(Data listing begins)

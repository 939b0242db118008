//! boardci API server

use anyhow::Context;
use boardci_api::services::{GitHubStatusSink, LogStatusSink};
use boardci_api::{AppState, routes};
use boardci_config::load_system_config;
use boardci_core::status::StatusSink;
use boardci_core::store::JobStore;
use boardci_db::{MemoryStore, PgJobStore, create_pool, run_migrations};
use boardci_executor::{BoardPower, PtySessionFactory};
use boardci_scheduler::{Definitions, PersistPolicy, PipelineRunner, Reporter, Scheduler};
use clap::Parser;
use std::path::PathBuf;
use std::sync::Arc;
use tokio::net::TcpListener;
use tokio_util::sync::CancellationToken;
use tower_http::trace::TraceLayer;
use tracing::{info, warn};
use tracing_subscriber::EnvFilter;

#[derive(Parser)]
#[command(name = "boardci-server")]
#[command(about = "Runs pull request jobs on a development board", long_about = None)]
struct Args {
    /// System configuration file
    #[arg(long, env = "BOARDCI_CONFIG", default_value = "boardci.kdl")]
    config: PathBuf,

    /// Override the listen address from the configuration
    #[arg(long)]
    listen: Option<String>,

    /// Emit logs as JSON lines
    #[arg(long)]
    json_logs: bool,
}

#[tokio::main]
async fn main() -> anyhow::Result<()> {
    let args = Args::parse();

    let filter = EnvFilter::try_from_default_env().unwrap_or_else(|_| EnvFilter::new("info"));
    if args.json_logs {
        tracing_subscriber::fmt().json().with_env_filter(filter).init();
    } else {
        tracing_subscriber::fmt().with_env_filter(filter).init();
    }

    let config = load_system_config(&args.config)
        .with_context(|| format!("Failed to load {}", args.config.display()))?;
    let shutdown = CancellationToken::new();

    let store: Arc<dyn JobStore> = match &config.database_url {
        Some(url) => {
            info!("Connecting to database...");
            let pool = create_pool(url).await.context("Failed to connect to database")?;
            run_migrations(&pool).await.context("Failed to run migrations")?;
            info!("Database connected");
            Arc::new(PgJobStore::new(pool))
        }
        None => {
            warn!("No database configured, job records are kept in memory");
            Arc::new(MemoryStore::new())
        }
    };

    let sink: Arc<dyn StatusSink> = match &config.github.token {
        Some(token) => Arc::new(GitHubStatusSink::new(
            &config.github.api_url,
            token.clone(),
            config.github.context.clone(),
        )),
        None => {
            warn!("No GitHub token configured, statuses are only logged");
            Arc::new(LogStatusSink)
        }
    };

    let reporter = Arc::new(
        Reporter::new(
            store,
            sink,
            PersistPolicy {
                attempts: config.persist_attempts,
                ..PersistPolicy::default()
            },
            shutdown.clone(),
        )
        .with_public_url(config.server.public_url.clone()),
    );

    let sessions = Arc::new(PtySessionFactory::new(config.shell.clone()));
    let mut runner = PipelineRunner::new(
        Definitions::Directory(config.definitions.clone()),
        sessions,
        &config.log_dir,
    );
    if let Some(relay) = &config.relay {
        info!(command = %relay.command.display(), "Board power is relay controlled");
        runner = runner.with_device(Arc::new(BoardPower::from_config(relay)), config.power);
    }

    let scheduler = Scheduler::new(runner, reporter);
    let state = AppState::new(scheduler.handle(), config.github.webhook_secret.clone());
    let scheduler_task = tokio::spawn(scheduler.run());

    let signal_token = shutdown.clone();
    tokio::spawn(async move {
        if tokio::signal::ctrl_c().await.is_ok() {
            info!("Interrupted, shutting down");
            signal_token.cancel();
        }
    });

    let app = routes::router(state).layer(TraceLayer::new_for_http());

    let addr = args.listen.unwrap_or(config.server.listen);
    let listener = TcpListener::bind(&addr)
        .await
        .with_context(|| format!("Failed to bind {}", addr))?;
    info!("Starting server on {}", addr);

    let server_token = shutdown.clone();
    axum::serve(listener, app)
        .with_graceful_shutdown(async move { server_token.cancelled().await })
        .await?;

    // A running job stops at its next check point before the scheduler exits.
    scheduler_task.await.context("Scheduler task failed")?;
    info!("Stopped");
    Ok(())
}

(Data listing ends)

◆ Exercise brief ◆
Please output only the lines from the first line of the entries through the line with "#[tokio::main]", both included, exactly as written.

◆ Result of the task ◆
repository 939b0242db118008
//! boardci API server

use anyhow::Context;
use boardci_api::services::{GitHubStatusSink, LogStatusSink};
use boardci_api::{AppState, routes};
use boardci_config::load_system_config;
use boardci_core::status::StatusSink;
use boardci_core::store::JobStore;
use boardci_db::{MemoryStore, PgJobStore, create_pool, run_migrations};
use boardci_executor::{BoardPower, PtySessionFactory};
use boardci_scheduler::{Definitions, PersistPolicy, PipelineRunner, Reporter, Scheduler};
use clap::Parser;
use std::path::PathBuf;
use std::sync::Arc;
use tokio::net::TcpListener;
use tokio_util::sync::CancellationToken;
use tower_http::trace::TraceLayer;
use tracing::{info, warn};
use tracing_subscriber::EnvFilter;

#[derive(Parser)]
#[command(name = "boardci-server")]
#[command(about = "Runs pull request jobs on a development board", long_about = None)]
struct Args {
    /// System configuration file
    #[arg(long, env = "BOARDCI_CONFIG", default_value = "boardci.kdl")]
    config: PathBuf,

    /// Override the listen address from the configuration
    #[arg(long)]
    listen: Option<String>,

    /// Emit logs as JSON lines
    #[arg(long)]
    json_logs: bool,
}

#[tokio::main]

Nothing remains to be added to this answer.